↓↓↓
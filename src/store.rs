use std::{
    fmt,
    str::FromStr,
    sync::{Mutex, MutexGuard, PoisonError},
};

use async_trait::async_trait;
use chrono::{DateTime, Utc};
use serde::{Deserialize, Serialize};

use crate::errors::AppError;

#[derive(Debug, Clone, Copy, Serialize, Deserialize, PartialEq, Eq, Hash)]
#[serde(rename_all = "lowercase")]
pub enum ObservationKind {
    Decision,
    Bugfix,
    Feature,
    Refactor,
    Discovery,
    Change,
}

impl ObservationKind {
    pub const ALL: [Self; 6] = [
        Self::Decision,
        Self::Bugfix,
        Self::Feature,
        Self::Refactor,
        Self::Discovery,
        Self::Change,
    ];

    pub fn as_str(self) -> &'static str {
        match self {
            Self::Decision => "decision",
            Self::Bugfix => "bugfix",
            Self::Feature => "feature",
            Self::Refactor => "refactor",
            Self::Discovery => "discovery",
            Self::Change => "change",
        }
    }
}

impl fmt::Display for ObservationKind {
    fn fmt(&self, f: &mut fmt::Formatter<'_>) -> fmt::Result {
        f.write_str(self.as_str())
    }
}

impl FromStr for ObservationKind {
    type Err = ();

    fn from_str(value: &str) -> Result<Self, Self::Err> {
        Self::ALL
            .into_iter()
            .find(|kind| kind.as_str() == value)
            .ok_or(())
    }
}

/// Something worth remembering from a coding session.
#[derive(Debug, Clone, Serialize, PartialEq, Eq)]
pub struct Observation {
    pub id: u64,
    pub session_id: String,
    pub kind: ObservationKind,
    pub title: String,
    pub content: String,
    pub files: Vec<String>,
    pub created_at: DateTime<Utc>,
}

#[derive(Debug, Clone, PartialEq, Eq)]
pub struct NewObservation {
    pub session_id: String,
    pub kind: ObservationKind,
    pub title: String,
    pub content: String,
    pub files: Vec<String>,
}

/// Search filters. Serialized form doubles as the cache key.
#[derive(Debug, Clone, Serialize, PartialEq, Eq)]
pub struct ObservationQuery {
    pub text: Option<String>,
    pub session_id: Option<String>,
    pub kind: Option<ObservationKind>,
    pub limit: usize,
}

#[async_trait]
pub trait ObservationStore: Send + Sync {
    async fn record(&self, observation: NewObservation) -> Result<Observation, AppError>;

    async fn get(&self, id: u64) -> Result<Option<Observation>, AppError>;

    /// Matches newest first, at most `query.limit` of them.
    async fn search(&self, query: &ObservationQuery) -> Result<Vec<Observation>, AppError>;

    async fn count(&self) -> Result<usize, AppError>;
}

#[derive(Debug, Default)]
struct StoreState {
    observations: Vec<Observation>,
    next_id: u64,
}

/// Process-local store; contents are lost on exit.
#[derive(Debug, Default)]
pub struct InMemoryObservationStore {
    state: Mutex<StoreState>,
}

impl InMemoryObservationStore {
    pub fn new() -> Self {
        Self::default()
    }

    fn lock(&self) -> MutexGuard<'_, StoreState> {
        self.state.lock().unwrap_or_else(PoisonError::into_inner)
    }
}

#[async_trait]
impl ObservationStore for InMemoryObservationStore {
    async fn record(&self, observation: NewObservation) -> Result<Observation, AppError> {
        let mut state = self.lock();
        state.next_id += 1;
        let stored = Observation {
            id: state.next_id,
            session_id: observation.session_id,
            kind: observation.kind,
            title: observation.title,
            content: observation.content,
            files: observation.files,
            created_at: Utc::now(),
        };
        state.observations.push(stored.clone());
        Ok(stored)
    }

    async fn get(&self, id: u64) -> Result<Option<Observation>, AppError> {
        Ok(self
            .lock()
            .observations
            .iter()
            .find(|observation| observation.id == id)
            .cloned())
    }

    async fn search(&self, query: &ObservationQuery) -> Result<Vec<Observation>, AppError> {
        let needle = query.text.as_deref().map(str::to_lowercase);
        let state = self.lock();

        Ok(state
            .observations
            .iter()
            .rev()
            .filter(|observation| {
                query
                    .session_id
                    .as_deref()
                    .map_or(true, |session| observation.session_id == session)
            })
            .filter(|observation| query.kind.map_or(true, |kind| observation.kind == kind))
            .filter(|observation| {
                needle.as_deref().map_or(true, |needle| {
                    observation.title.to_lowercase().contains(needle)
                        || observation.content.to_lowercase().contains(needle)
                })
            })
            .take(query.limit)
            .cloned()
            .collect())
    }

    async fn count(&self) -> Result<usize, AppError> {
        Ok(self.lock().observations.len())
    }
}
↑↑↑
**GOAL OF THE EXERCISE:** The data must be duplicated exactly, with nothing left out.

**EXERCISE OUTPUT:**
filename src/store.rs
use std::{
    fmt,
    str::FromStr,
    sync::{Mutex, MutexGuard, PoisonError},
};

use async_trait::async_trait;
use chrono::{DateTime, Utc};
use serde::{Deserialize, Serialize};

use crate::errors::AppError;

#[derive(Debug, Clone, Copy, Serialize, Deserialize, PartialEq, Eq, Hash)]
#[serde(rename_all = "lowercase")]
pub enum ObservationKind {
    Decision,
    Bugfix,
    Feature,
    Refactor,
    Discovery,
    Change,
}

impl ObservationKind {
    pub const ALL: [Self; 6] = [
        Self::Decision,
        Self::Bugfix,
        Self::Feature,
        Self::Refactor,
        Self::Discovery,
        Self::Change,
    ];

    pub fn as_str(self) -> &'static str {
        match self {
            Self::Decision => "decision",
            Self::Bugfix => "bugfix",
            Self::Feature => "feature",
            Self::Refactor => "refactor",
            Self::Discovery => "discovery",
            Self::Change => "change",
        }
    }
}

impl fmt::Display for ObservationKind {
    fn fmt(&self, f: &mut fmt::Formatter<'_>) -> fmt::Result {
        f.write_str(self.as_str())
    }
}

impl FromStr for ObservationKind {
    type Err = ();

    fn from_str(value: &str) -> Result<Self, Self::Err> {
        Self::ALL
            .into_iter()
            .find(|kind| kind.as_str() == value)
            .ok_or(())
    }
}

/// Something worth remembering from a coding session.
#[derive(Debug, Clone, Serialize, PartialEq, Eq)]
pub struct Observation {
    pub id: u64,
    pub session_id: String,
    pub kind: ObservationKind,
    pub title: String,
    pub content: String,
    pub files: Vec<String>,
    pub created_at: DateTime<Utc>,
}

#[derive(Debug, Clone, PartialEq, Eq)]
pub struct NewObservation {
    pub session_id: String,
    pub kind: ObservationKind,
    pub title: String,
    pub content: String,
    pub files: Vec<String>,
}

/// Search filters. Serialized form doubles as the cache key.
#[derive(Debug, Clone, Serialize, PartialEq, Eq)]
pub struct ObservationQuery {
    pub text: Option<String>,
    pub session_id: Option<String>,
    pub kind: Option<ObservationKind>,
    pub limit: usize,
}

#[async_trait]
pub trait ObservationStore: Send + Sync {
    async fn record(&self, observation: NewObservation) -> Result<Observation, AppError>;

    async fn get(&self, id: u64) -> Result<Option<Observation>, AppError>;

    /// Matches newest first, at most `query.limit` of them.
    async fn search(&self, query: &ObservationQuery) -> Result<Vec<Observation>, AppError>;

    async fn count(&self) -> Result<usize, AppError>;
}

#[derive(Debug, Default)]
struct StoreState {
    observations: Vec<Observation>,
    next_id: u64,
}

/// Process-local store; contents are lost on exit.
#[derive(Debug, Default)]
pub struct InMemoryObservationStore {
    state: Mutex<StoreState>,
}

impl InMemoryObservationStore {
    pub fn new() -> Self {
        Self::default()
    }

    fn lock(&self) -> MutexGuard<'_, StoreState> {
        self.state.lock().unwrap_or_else(PoisonError::into_inner)
    }
}

#[async_trait]
impl ObservationStore for InMemoryObservationStore {
    async fn record(&self, observation: NewObservation) -> Result<Observation, AppError> {
        let mut state = self.lock();
        state.next_id += 1;
        let stored = Observation {
            id: state.next_id,
            session_id: observation.session_id,
            kind: observation.kind,
            title: observation.title,
            content: observation.content,
            files: observation.files,
            created_at: Utc::now(),
        };
        state.observations.push(stored.clone());
        Ok(stored)
    }

    async fn get(&self, id: u64) -> Result<Option<Observation>, AppError> {
        Ok(self
            .lock()
            .observations
            .iter()
            .find(|observation| observation.id == id)
            .cloned())
    }

    async fn search(&self, query: &ObservationQuery) -> Result<Vec<Observation>, AppError> {
        let needle = query.text.as_deref().map(str::to_lowercase);
        let state = self.lock();

        Ok(state
            .observations
            .iter()
            .rev()
            .filter(|observation| {
                query
                    .session_id
                    .as_deref()
                    .map_or(true, |session| observation.session_id == session)
            })
            .filter(|observation| query.kind.map_or(true, |kind| observation.kind == kind))
            .filter(|observation| {
                needle.as_deref().map_or(true, |needle| {
                    observation.title.to_lowercase().contains(needle)
                        || observation.content.to_lowercase().contains(needle)
                })
            })
            .take(query.limit)
            .cloned()
            .collect())
    }

    async fn count(&self) -> Result<usize, AppError> {
        Ok(self.lock().observations.len())
    }
}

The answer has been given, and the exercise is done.